Before we resume our journey, here are some nuggets worth noting:
• According to the Birmingham Business Alliance, “more than 70 foreign-based companies…have operations here in the Birmingham region (including Mercedes and Honda and some of their suppliers).”
• Last year, at an in-house gathering held at the Regions Center downtown and at the company’s operations center in Hoover, Regions employees, or “associates,” were asked to write, in their native tongue, one of the company’s core values on erasable boards.

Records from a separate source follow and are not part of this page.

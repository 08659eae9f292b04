use std::sync::mpsc::{self, Receiver, TryRecvError};
use std::thread;

use egui::{Color32, Key, PointerButton, Pos2, Rect, Sense, Stroke, Vec2};
use log::{debug, warn};

use gridsearch::{
    CancelToken, CellState, Grid, PathSearch, Position, SearchError, SearchOutcome,
};

const DEFAULT_GRID_SIZE: usize = 25;
const DEFAULT_STEPS_PER_FRAME: usize = 5;

/// Messages sent by the search worker back to the UI thread.
enum SearchUpdate {
    /// One snapshot of all cell states per expanded cell.
    Step(Vec<CellState>),
    /// The search finished; the worker hands the mutated grid back.
    Done {
        grid: Grid,
        result: Result<SearchOutcome, SearchError>,
    },
}

/// A search currently running on a worker thread.
struct RunningSearch {
    updates: Receiver<SearchUpdate>,
    cancel: CancelToken,
    /// Most recent snapshot, drawn instead of the grid while stepping.
    frame: Option<Vec<CellState>>,
}

/// The part of the application state that is persisted across runs.
#[derive(serde::Serialize, serde::Deserialize)]
#[serde(default)]
struct State {
    grid: Grid,
    start: Option<Position>,
    end: Option<Position>,
    draw_grid_lines: bool,
    /// How many search steps are consumed per repaint; the animation pace
    /// is entirely the frontend's business, the engine just yields steps.
    steps_per_frame: usize,
    show_instructions: bool,
}

impl Default for State {
    fn default() -> Self {
        Self {
            grid: Grid::new(DEFAULT_GRID_SIZE),
            start: None,
            end: None,
            draw_grid_lines: true,
            steps_per_frame: DEFAULT_STEPS_PER_FRAME,
            show_instructions: true,
        }
    }
}

pub struct VisualizerApp {
    state: State,
    running: Option<RunningSearch>,
    status: String,
}

impl VisualizerApp {
    /// Called once before the first frame.
    pub fn new(cc: &eframe::CreationContext<'_>) -> Self {
        // Load previous app state (if any); requires the `persistence`
        // feature on eframe.
        let state: State = cc
            .storage
            .and_then(|storage| eframe::get_value(storage, eframe::APP_KEY))
            .unwrap_or_default();

        Self {
            state,
            running: None,
            status: String::new(),
        }
    }

    fn start_search(&mut self) {
        if self.running.is_some() {
            return;
        }
        let (Some(start), Some(end)) = (self.state.start, self.state.end) else {
            self.status = "Set a start and an end cell first".to_owned();
            return;
        };

        // old marks would confuse both the viewer and the adjacency pass
        self.state.grid.clear_search_marks();
        self.state.grid.recompute_adjacency();

        let cancel = CancelToken::new();
        let (tx, rx) = mpsc::channel();
        let mut grid = self.state.grid.clone();
        let worker_cancel = cancel.clone();

        debug!("starting search from {} to {}", start, end);
        thread::spawn(move || {
            let step_tx = tx.clone();
            let result = PathSearch::new(start, end).run(&mut grid, &worker_cancel, |g| {
                // send failures just mean the UI has moved on
                let _ = step_tx.send(SearchUpdate::Step(g.snapshot()));
            });
            if let Err(e) = &result {
                warn!("search rejected: {e}");
            }
            let _ = tx.send(SearchUpdate::Done { grid, result });
        });

        self.status = "Searching...".to_owned();
        self.running = Some(RunningSearch {
            updates: rx,
            cancel,
            frame: None,
        });
    }

    /// Drain a bounded number of worker updates, so the animation advances
    /// `steps_per_frame` search steps per repaint.
    fn poll_search(&mut self, ctx: &egui::Context) {
        let Some(running) = self.running.as_mut() else {
            return;
        };

        let mut done = None;
        let mut disconnected = false;
        for _ in 0..self.state.steps_per_frame.max(1) {
            match running.updates.try_recv() {
                Ok(SearchUpdate::Step(frame)) => running.frame = Some(frame),
                Ok(SearchUpdate::Done { grid, result }) => {
                    done = Some((grid, result));
                    break;
                }
                Err(TryRecvError::Empty) => break,
                Err(TryRecvError::Disconnected) => {
                    disconnected = true;
                    break;
                }
            }
        }

        if let Some((grid, result)) = done {
            self.state.grid = grid;
            self.status = match result {
                Ok(SearchOutcome::Found(path)) => {
                    format!("Found a path of {} steps", path.length)
                }
                Ok(SearchOutcome::NotFound) => "No path found".to_owned(),
                Ok(SearchOutcome::Cancelled) => "Search cancelled".to_owned(),
                Err(e) => format!("Search failed: {e}"),
            };
            self.running = None;
        } else if disconnected {
            warn!("search worker stopped without a result");
            self.status = "Search worker stopped unexpectedly".to_owned();
            self.running = None;
        } else {
            // keep animating even when no input arrives
            ctx.request_repaint();
        }
    }

    fn clear_grid(&mut self) {
        if self.running.is_some() {
            return;
        }
        self.state.grid.reset();
        self.state.start = None;
        self.state.end = None;
        self.status.clear();
    }

    fn resize_grid(&mut self, size: usize) {
        // the grid size is fixed at construction, so resizing starts over
        self.state.grid = Grid::new(size);
        self.state.start = None;
        self.state.end = None;
    }

    /// First click places the start, the second the end, everything after
    /// that paints barriers.
    fn paint_cell(&mut self, position: Position) {
        let is_start = self.state.start == Some(position);
        let is_end = self.state.end == Some(position);

        if self.state.start.is_none() && !is_end {
            self.state.start = Some(position);
            if let Ok(cell) = self.state.grid.cell_mut(position) {
                cell.state = CellState::Start;
            }
        } else if self.state.end.is_none() && !is_start {
            self.state.end = Some(position);
            if let Ok(cell) = self.state.grid.cell_mut(position) {
                cell.state = CellState::End;
            }
        } else if !is_start && !is_end {
            if let Ok(cell) = self.state.grid.cell_mut(position) {
                cell.state = CellState::Barrier;
            }
        }
    }

    fn erase_cell(&mut self, position: Position) {
        if self.state.start == Some(position) {
            self.state.start = None;
        }
        if self.state.end == Some(position) {
            self.state.end = None;
        }
        if let Ok(cell) = self.state.grid.cell_mut(position) {
            cell.state = CellState::Empty;
        }
    }

    fn handle_keys(&mut self, ctx: &egui::Context) {
        if ctx.input(|i| i.key_pressed(Key::Space)) {
            self.start_search();
        }
        if ctx.input(|i| i.key_pressed(Key::C)) {
            self.clear_grid();
        }
        if ctx.input(|i| i.key_pressed(Key::M)) {
            self.state.show_instructions = true;
        }
    }

    fn controls(&mut self, ui: &mut egui::Ui) {
        ui.heading("Grid path search");
        ui.separator();

        let running = self.running.is_some();

        ui.add_enabled_ui(!running, |ui| {
            if ui.button("Run (space)").clicked() {
                self.start_search();
            }
            if ui.button("Clear (c)").clicked() {
                self.clear_grid();
            }
        });

        if running {
            if ui.button("Cancel").clicked() {
                if let Some(running) = &self.running {
                    running.cancel.cancel();
                }
            }
        }

        ui.separator();
        ui.checkbox(&mut self.state.draw_grid_lines, "Draw grid lines");
        ui.add(
            egui::Slider::new(&mut self.state.steps_per_frame, 1..=50).text("Steps per frame"),
        );

        let mut size = self.state.grid.size();
        ui.add_enabled_ui(!running, |ui| {
            if ui
                .add(egui::Slider::new(&mut size, 5..=100).text("Grid size"))
                .changed()
            {
                self.resize_grid(size);
            }
        });

        if ui.button("Instructions (m)").clicked() {
            self.state.show_instructions = true;
        }

        ui.separator();
        ui.label(&self.status);
    }

    fn grid_canvas(&mut self, ui: &mut egui::Ui) {
        let size = self.state.grid.size();
        if size == 0 {
            return;
        }

        let available = ui.available_size();
        let cell_px = (available.x.min(available.y) / size as f32).floor().max(2.0);
        let canvas = Vec2::splat(cell_px * size as f32);
        let (response, painter) = ui.allocate_painter(canvas, Sense::click_and_drag());
        let origin = response.rect.min;

        // draw either the live playback frame or the grid itself
        let frame = self.running.as_ref().and_then(|r| r.frame.as_deref());
        for position in self.state.grid.positions() {
            let state = match frame {
                Some(states) => states[position.row * size + position.col],
                None => self
                    .state
                    .grid
                    .state(position)
                    .unwrap_or(CellState::Empty),
            };
            let rect = Rect::from_min_size(
                origin + Vec2::new(position.col as f32, position.row as f32) * cell_px,
                Vec2::splat(cell_px),
            );
            painter.rect_filled(rect, 0.0, cell_color(state));
        }

        if self.state.draw_grid_lines {
            let stroke = Stroke::new(1.0, Color32::from_gray(60));
            for i in 0..=size {
                let offset = i as f32 * cell_px;
                painter.line_segment(
                    [
                        origin + Vec2::new(0.0, offset),
                        origin + Vec2::new(canvas.x, offset),
                    ],
                    stroke,
                );
                painter.line_segment(
                    [
                        origin + Vec2::new(offset, 0.0),
                        origin + Vec2::new(offset, canvas.y),
                    ],
                    stroke,
                );
            }
        }

        // no editing while a search is running
        if self.running.is_some() {
            return;
        }

        if let Some(pointer) = response.interact_pointer_pos() {
            if let Some(position) = pointer_to_position(pointer, origin, cell_px, size) {
                if response.secondary_clicked() || response.dragged_by(PointerButton::Secondary) {
                    self.erase_cell(position);
                } else if response.clicked() || response.dragged_by(PointerButton::Primary) {
                    self.paint_cell(position);
                }
            }
        }
    }

    fn instructions_window(&mut self, ctx: &egui::Context) {
        let mut open = self.state.show_instructions;
        egui::Window::new("Instructions")
            .open(&mut open)
            .collapsible(false)
            .resizable(false)
            .show(ctx, |ui| {
                ui.label("1. Left-click to place the start cell, then the end cell, then draw barriers.");
                ui.label("2. Right-click to erase a cell.");
                ui.label("3. Press SPACE to run the search and 'c' to clear the grid.");
                ui.label("4. Reopen this window with 'm'.");
            });
        self.state.show_instructions = open;
    }
}

impl eframe::App for VisualizerApp {
    fn update(&mut self, ctx: &egui::Context, _frame: &mut eframe::Frame) {
        self.poll_search(ctx);
        self.handle_keys(ctx);

        egui::SidePanel::left("controls").show(ctx, |ui| self.controls(ui));
        egui::CentralPanel::default().show(ctx, |ui| self.grid_canvas(ui));

        if self.state.show_instructions {
            self.instructions_window(ctx);
        }
    }

    fn save(&mut self, storage: &mut dyn eframe::Storage) {
        eframe::set_value(storage, eframe::APP_KEY, &self.state);
    }

    fn on_exit(&mut self, _gl: Option<&eframe::glow::Context>) {
        // a worker search must not outlive the window
        if let Some(running) = &self.running {
            running.cancel.cancel();
        }
    }
}

fn pointer_to_position(
    pointer: Pos2,
    origin: Pos2,
    cell_px: f32,
    size: usize,
) -> Option<Position> {
    let rel = pointer - origin;
    if rel.x < 0.0 || rel.y < 0.0 {
        return None;
    }
    let col = (rel.x / cell_px) as usize;
    let row = (rel.y / cell_px) as usize;
    (row < size && col < size).then_some(Position::new(row, col))
}

fn cell_color(state: CellState) -> Color32 {
    match state {
        CellState::Empty => Color32::WHITE,
        CellState::Start => Color32::from_rgb(255, 165, 0),
        CellState::End => Color32::from_rgb(64, 224, 208),
        CellState::Barrier => Color32::BLACK,
        CellState::Frontier => Color32::from_rgb(139, 69, 19),
        CellState::Visited => Color32::DARK_GRAY,
        CellState::Path => Color32::from_rgb(251, 219, 160),
    }
}
use thiserror::Error;

use crate::grid::Position;

/// Errors from grid cell access.
#[derive(Error, Debug, Clone, Copy, PartialEq, Eq)]
pub enum GridError {
    /// The requested position lies outside the grid. This is a contract
    /// violation on the caller's side, not a recoverable condition.
    #[error("position {position} is outside the {size}x{size} grid")]
    OutOfBounds { position: Position, size: usize },
}

/// Errors reported before a search starts. A search that merely fails to
/// find a path is not an error, see
/// [`SearchOutcome`](crate::SearchOutcome).
#[derive(Error, Debug, Clone, Copy, PartialEq, Eq)]
pub enum SearchError {
    #[error(transparent)]
    Grid(#[from] GridError),

    #[error("start and end are both {0}")]
    IdenticalEndpoints(Position),

    #[error("endpoint {0} is a barrier")]
    BarrierEndpoint(Position),
}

A subsequent tally of the native languages spoken by those who attended the gatherings listed 52, including some spoken in parts of India such as Tamil and Gujarati.
• At another of the area’s major financial institutions, BBVA Compass, Dwight Julbert, executive director of BBVA’s Talent Partner Services, says the employee ranks include people “from more than 15 countries,” among them Spain, China, Nigeria, and India.
• At the Shelby-Hoover campus of Jefferson State Community College, Saturdays have turned part of that campus into a little corner of Japan. Classes on Japanese language and culture are held there for children of Japanese expats, many of whom work at the Honda plant 45 miles to the east.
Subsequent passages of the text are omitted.